La reforma de 2026 no corrige directamente este desfase. Cambia la estructura de la renta, pero el baremo de conversión en capital aún no ha sido actualizado para reflejar la nueva disociación. Las víctimas de una falta inexcusable del empleador permanecen, por tanto, en un régimen cuya base de cálculo es menos ventajosa que la aplicable a las víctimas de un accidente que involucra a un tercero.
Falta inexcusable del empleador y aumento de renta en 2026
El reconocimiento de una falta inexcusable del empleador da derecho a un aumento de renta y a la indemnización de daños complementarios. La reforma refuerza este mecanismo en un punto específico: el aumento de renta ahora se calcula únicamente sobre la parte profesional, lo que modifica el monto final percibido.
Antes de la reforma, el aumento se aplicaba a la renta global. Con la disociación, la base de cálculo se reduce a la única componente salarial. Sin embargo, la víctima ahora puede obtener una reparación distinta del déficit funcional permanente ante el tribunal, lo que abre un segundo canal de indemnización.

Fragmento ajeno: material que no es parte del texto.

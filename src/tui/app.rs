use crate::buffered_eprintln;
use crate::output::{format_average, format_percentage, format_rank};
use crate::scoring::{explain_rank, parse_count_field, EstimatorConfig, RankBreakdown};
use crate::session::{ExamSession, SessionSummary, SubjectRecord};
use crate::tui::theme::ThemeColors;
use std::time::Instant;

/// Longest count a user can type into a cell
const MAX_COUNT_DIGITS: usize = 4;
/// Longest prior score text (e.g. "19.75")
const MAX_PRIOR_CHARS: usize = 6;

#[derive(Debug, Clone, Copy, PartialEq, Eq)]
pub enum Field {
    Correct,
    Wrong,
    Unanswered,
}

impl Field {
    pub fn next(self) -> Self {
        match self {
            Field::Correct => Field::Wrong,
            Field::Wrong => Field::Unanswered,
            Field::Unanswered => Field::Correct,
        }
    }

    pub fn previous(self) -> Self {
        match self {
            Field::Correct => Field::Unanswered,
            Field::Wrong => Field::Correct,
            Field::Unanswered => Field::Wrong,
        }
    }

    fn slot(self, record: &mut SubjectRecord) -> &mut Option<u32> {
        match self {
            Field::Correct => &mut record.correct,
            Field::Wrong => &mut record.wrong,
            Field::Unanswered => &mut record.unanswered,
        }
    }
}

#[derive(Debug, Clone, PartialEq)]
pub enum InputMode {
    Normal,
    PriorInput,
    Help,
    RankBreakdown,
}

pub struct App {
    pub session: ExamSession,
    pub estimator: EstimatorConfig,
    pub summary: Option<SessionSummary>,
    pub table_state: ratatui::widgets::TableState,
    pub field: Field,
    pub input_mode: InputMode,
    pub prior_input: String,
    pub flash_message: Option<(String, Instant)>,
    pub should_quit: bool,
    pub verbose: bool,
    pub colors: ThemeColors,
}

impl App {
    pub fn new(
        session: ExamSession,
        estimator: EstimatorConfig,
        colors: ThemeColors,
        verbose: bool,
    ) -> Self {
        let mut table_state = ratatui::widgets::TableState::default();
        if !session.subjects.is_empty() {
            table_state.select(Some(0));
        }
        let prior_input = session
            .prior_academic_score
            .map(|p| p.to_string())
            .unwrap_or_default();

        Self {
            session,
            estimator,
            summary: None,
            table_state,
            field: Field::Correct,
            input_mode: InputMode::Normal,
            prior_input,
            flash_message: None,
            should_quit: false,
            verbose,
            colors,
        }
    }

    pub fn next_row(&mut self) {
        let len = self.session.subjects.len();
        if len == 0 {
            return;
        }
        let i = match self.table_state.selected() {
            Some(i) if i + 1 < len => i + 1,
            _ => 0,
        };
        self.table_state.select(Some(i));
    }

    pub fn previous_row(&mut self) {
        let len = self.session.subjects.len();
        if len == 0 {
            return;
        }
        let i = match self.table_state.selected() {
            Some(0) | None => len - 1,
            Some(i) => i - 1,
        };
        self.table_state.select(Some(i));
    }

    pub fn next_field(&mut self) {
        self.field = self.field.next();
    }

    pub fn previous_field(&mut self) {
        self.field = self.field.previous();
    }

    pub fn selected_subject(&self) -> Option<&SubjectRecord> {
        self.table_state
            .selected()
            .and_then(|i| self.session.subjects.get(i))
    }

    /// Edit the selected cell's text and store it back as a count.
    fn edit_selected_count(&mut self, edit: impl FnOnce(&mut String)) {
        let field = self.field;
        let Some(record) = self
            .table_state
            .selected()
            .and_then(|i| self.session.subjects.get_mut(i))
        else {
            return;
        };
        let slot = field.slot(record);
        let mut text = slot.map(|c| c.to_string()).unwrap_or_default();
        edit(&mut text);
        *slot = parse_count_field(&text);
    }

    pub fn type_digit(&mut self, digit: char) {
        self.edit_selected_count(|text| {
            if text == "0" {
                text.clear();
            }
            if text.len() < MAX_COUNT_DIGITS {
                text.push(digit);
            }
        });
    }

    pub fn delete_digit(&mut self) {
        self.edit_selected_count(|text| {
            text.pop();
        });
    }

    /// Compute the selected subject's percentage.
    pub fn compute_selected(&mut self) {
        let Some(i) = self.table_state.selected() else {
            return;
        };
        let Some(record) = self.session.subjects.get_mut(i) else {
            return;
        };
        let message = match record.compute() {
            Some(p) => format!("{}: {}", record.name, format_percentage(p)),
            None => format!("{}: enter correct or wrong answers first", record.name),
        };
        self.show_flash(message);
    }

    /// Compute every subject, the average, and the rank.
    pub fn compute_all(&mut self) {
        let summary = self.session.compute_all(&self.estimator);
        self.summary = Some(summary);

        if self.verbose {
            for warning in self.session.count_warnings() {
                buffered_eprintln!("warning: {}", warning);
            }
        }

        match (summary.average, summary.rank) {
            (Some(average), Some(rank)) => self.show_flash(format!(
                "Computed: average {}, estimated rank {}",
                format_average(average),
                format_rank(rank.value())
            )),
            _ => self.show_flash("Error: no subject has answers to score".to_string()),
        }
    }

    /// Clear every count, percentage, and the estimate in one step.
    pub fn reset(&mut self) {
        self.session.reset();
        self.summary = None;
        self.field = Field::Correct;
        if !self.session.subjects.is_empty() {
            self.table_state.select(Some(0));
        }
        self.show_flash("Cleared all subjects".to_string());
    }

    pub fn rank_breakdown(&self) -> Option<RankBreakdown> {
        let average = self.summary?.average?;
        Some(explain_rank(
            average,
            self.session.prior_academic_score,
            &self.estimator,
        ))
    }

    pub fn start_prior_input(&mut self) {
        self.input_mode = InputMode::PriorInput;
    }

    pub fn push_prior_char(&mut self, c: char) {
        if (c.is_ascii_digit() || c == '.') && self.prior_input.len() < MAX_PRIOR_CHARS {
            self.prior_input.push(c);
        }
    }

    pub fn confirm_prior_input(&mut self) {
        self.session.set_prior_text(&self.prior_input);
        let message = match self.session.prior_academic_score {
            Some(p) => format!("Prior score set to {}", p),
            None => {
                self.prior_input.clear();
                format!(
                    "Prior score cleared (using default {})",
                    self.estimator.default_prior()
                )
            }
        };
        self.input_mode = InputMode::Normal;
        self.show_flash(message);
    }

    /// Leave prior input without changing the stored score.
    pub fn cancel_prior_input(&mut self) {
        self.prior_input = self
            .session
            .prior_academic_score
            .map(|p| p.to_string())
            .unwrap_or_default();
        self.input_mode = InputMode::Normal;
    }

    pub fn show_help(&mut self) {
        self.input_mode = InputMode::Help;
    }

    pub fn show_rank_breakdown(&mut self) {
        if self.rank_breakdown().is_some() {
            self.input_mode = InputMode::RankBreakdown;
        } else {
            self.show_flash("Press a to compute the rank first".to_string());
        }
    }

    pub fn dismiss_popup(&mut self) {
        self.input_mode = InputMode::Normal;
    }

    pub fn update_flash(&mut self) {
        if let Some((_, timestamp)) = self.flash_message {
            if timestamp.elapsed().as_secs() >= 3 {
                self.flash_message = None;
            }
        }
    }

    pub fn show_flash(&mut self, msg: String) {
        self.flash_message = Some((msg, Instant::now()));
    }
}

- El aumento de renta se aplica sobre la parte profesional, no sobre la totalidad de la antigua renta global
- El déficit funcional permanente puede ser reparado por separado, incluso ante el tribunal social del tribunal judicial
- Los daños extrapatrimoniales (sufrimientos físicos y morales) siguen siendo indemnizables como complemento
- La doble vía de indemnización puede compensar la reducción de la base de aumento, pero supone un proceso contencioso

La reforma AT-MP de 2026 no elimina formalmente la compra de renta, pero modifica tanto su base que se convierte en un mecanismo residual. El verdadero cambio radica en la disociación de los conceptos de indemnización, cuyos efectos concretos dependen de la tasa de IPP, de la fecha de consolidación y de la existencia o no de una falta inexcusable. Los decretos de aplicación esperados para noviembre de 2026 resolverán las últimas zonas grises.